The fate of a Twin Cities charter school mired in legal battles is still uncertain after the Minnesota Department of Education denied a request Friday from the organization that aims to be the school's new overseer.
Tarek Ibn Ziyad Academy (TiZA) has until June 30 to find a new authorizer -- an overseer required by state law -- or possibly face closure.
In a letter to Novation Education Opportunities, the nonprofit that applied to be TiZA's new authorizer, the state said Novation did not comply with the application process and cited concerns about conflicts of interest in justifying the denial.
The letter also questioned Novation's ability to provide adequate oversight, noting that plans it provided are not specific enough.
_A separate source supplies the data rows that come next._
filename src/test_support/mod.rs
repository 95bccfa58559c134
//! Helpers shared by unit tests.

pub mod socket_guard;
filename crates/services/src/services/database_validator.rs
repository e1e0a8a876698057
//! Startup check that the schema the reminder services rely on is present.

use sqlx::SqlitePool;
use thiserror::Error;
use tracing::{info, warn};

/// Tables read or written by the reminder and flock services.
pub const REQUIRED_TABLES: &[&str] = &[
    "flocks",
    "reminder_templates",
    "reminders",
    "vaccination_schedules",
    "health_records",
    "mortality_records",
    "sales_orders",
];

#[derive(Debug, Error)]
pub enum DatabaseValidationError {
    #[error("database error: {0}")]
    Database(#[from] sqlx::Error),
}

pub struct DatabaseValidator {
    pool: SqlitePool,
}

impl DatabaseValidator {
    pub fn new(pool: SqlitePool) -> Self {
        Self { pool }
    }

    /// Check that migrations ran and every required table exists.
    pub async fn validate(&self) -> Result<ValidationResult, DatabaseValidationError> {
        let migrations_table_exists = self.table_exists("_sqlx_migrations").await?;

        if !migrations_table_exists {
            warn!("Database not initialized - _sqlx_migrations table does not exist");
            return Ok(ValidationResult {
                is_initialized: false,
                migrations_applied: 0,
                missing_tables: REQUIRED_TABLES.iter().map(|t| t.to_string()).collect(),
            });
        }

        let migrations_applied = sqlx::query_scalar::<_, i64>(
            "SELECT COUNT(*) FROM _sqlx_migrations WHERE success = 1",
        )
        .fetch_one(&self.pool)
        .await?;

        let missing_tables = self.validate_tables(REQUIRED_TABLES).await?;
        if !missing_tables.is_empty() {
            warn!(missing = ?missing_tables, "Required tables are missing");
        }

        info!(migrations_applied, "Database validation complete");

        Ok(ValidationResult {
            is_initialized: true,
            migrations_applied: migrations_applied as usize,
            missing_tables,
        })
    }

    /// Names from `required_tables` that do not exist.
    pub async fn validate_tables(
        &self,
        required_tables: &[&str],
    ) -> Result<Vec<String>, DatabaseValidationError> {
        let mut missing_tables = Vec::new();
        for table in required_tables {
            if !self.table_exists(table).await? {
                missing_tables.push(table.to_string());
            }
        }
        Ok(missing_tables)
    }

    async fn table_exists(&self, table: &str) -> Result<bool, DatabaseValidationError> {
        let count = sqlx::query_scalar::<_, i64>(
            "SELECT COUNT(*) FROM sqlite_master WHERE type='table' AND name=?",
        )
        .bind(table)
        .fetch_one(&self.pool)
        .await?;
        Ok(count > 0)
    }
}

#[derive(Debug, Clone)]
pub struct ValidationResult {
    pub is_initialized: bool,
    pub migrations_applied: usize,
    pub missing_tables: Vec<String>,
}

impl ValidationResult {
    pub fn is_ok(&self) -> bool {
        self.is_initialized && self.missing_tables.is_empty()
    }

    pub fn summary(&self) -> String {
        if !self.is_initialized {
            "Database not initialized - migrations need to be run".to_string()
        } else if !self.missing_tables.is_empty() {
            format!("Database is missing tables: {}", self.missing_tables.join(", "))
        } else {
            format!("Database OK - {} migrations applied", self.migrations_applied)
        }
    }
}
"It's pretty clear that this is about the authorizer's capacity and ability as much as it is, actually more than it is, about the school itself," Department of Education spokeswoman Charlene Briner said.
Mark Azman, a lawyer for TiZA, said school officials would spend the weekend reviewing the letter before deciding what to do next.
"If the school wants to continue, we have to resubmit with additional information," Azman said. "That clearly is one of the primary things the school is looking to do."
TiZA, with campuses in Blaine and Inver Grove Heights, serves about 540 students, many of them from Somalia and other Muslim countries.
The school's current overseer, Islamic Relief USA, will no longer be eligible for that role because of a new prohibition of out-of-state authorizers. Islamic Relief is based in Virginia.
TiZA is locked in a court battle with the American Civil Liberties Union of Minnesota, which claims the school is illegally promoting Islam.